» **INSTRUCTIONS TO FOLLOW**
Below are the entries; return exactly the line with "pub mod primaries;" and every later line, without anything else.

═════ SOURCE INFORMATION ═════

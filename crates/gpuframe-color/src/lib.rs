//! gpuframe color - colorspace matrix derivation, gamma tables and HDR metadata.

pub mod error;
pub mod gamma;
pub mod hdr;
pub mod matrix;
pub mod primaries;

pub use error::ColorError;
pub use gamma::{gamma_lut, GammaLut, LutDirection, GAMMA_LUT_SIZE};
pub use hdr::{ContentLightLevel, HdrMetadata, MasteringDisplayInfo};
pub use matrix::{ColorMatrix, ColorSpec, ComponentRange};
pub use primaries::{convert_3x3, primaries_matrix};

═════

» **SOLUTION**
pub mod primaries;

pub use error::ColorError;
pub use gamma::{gamma_lut, GammaLut, LutDirection, GAMMA_LUT_SIZE};
pub use hdr::{ContentLightLevel, HdrMetadata, MasteringDisplayInfo};
pub use matrix::{ColorMatrix, ColorSpec, ComponentRange};
pub use primaries::{convert_3x3, primaries_matrix};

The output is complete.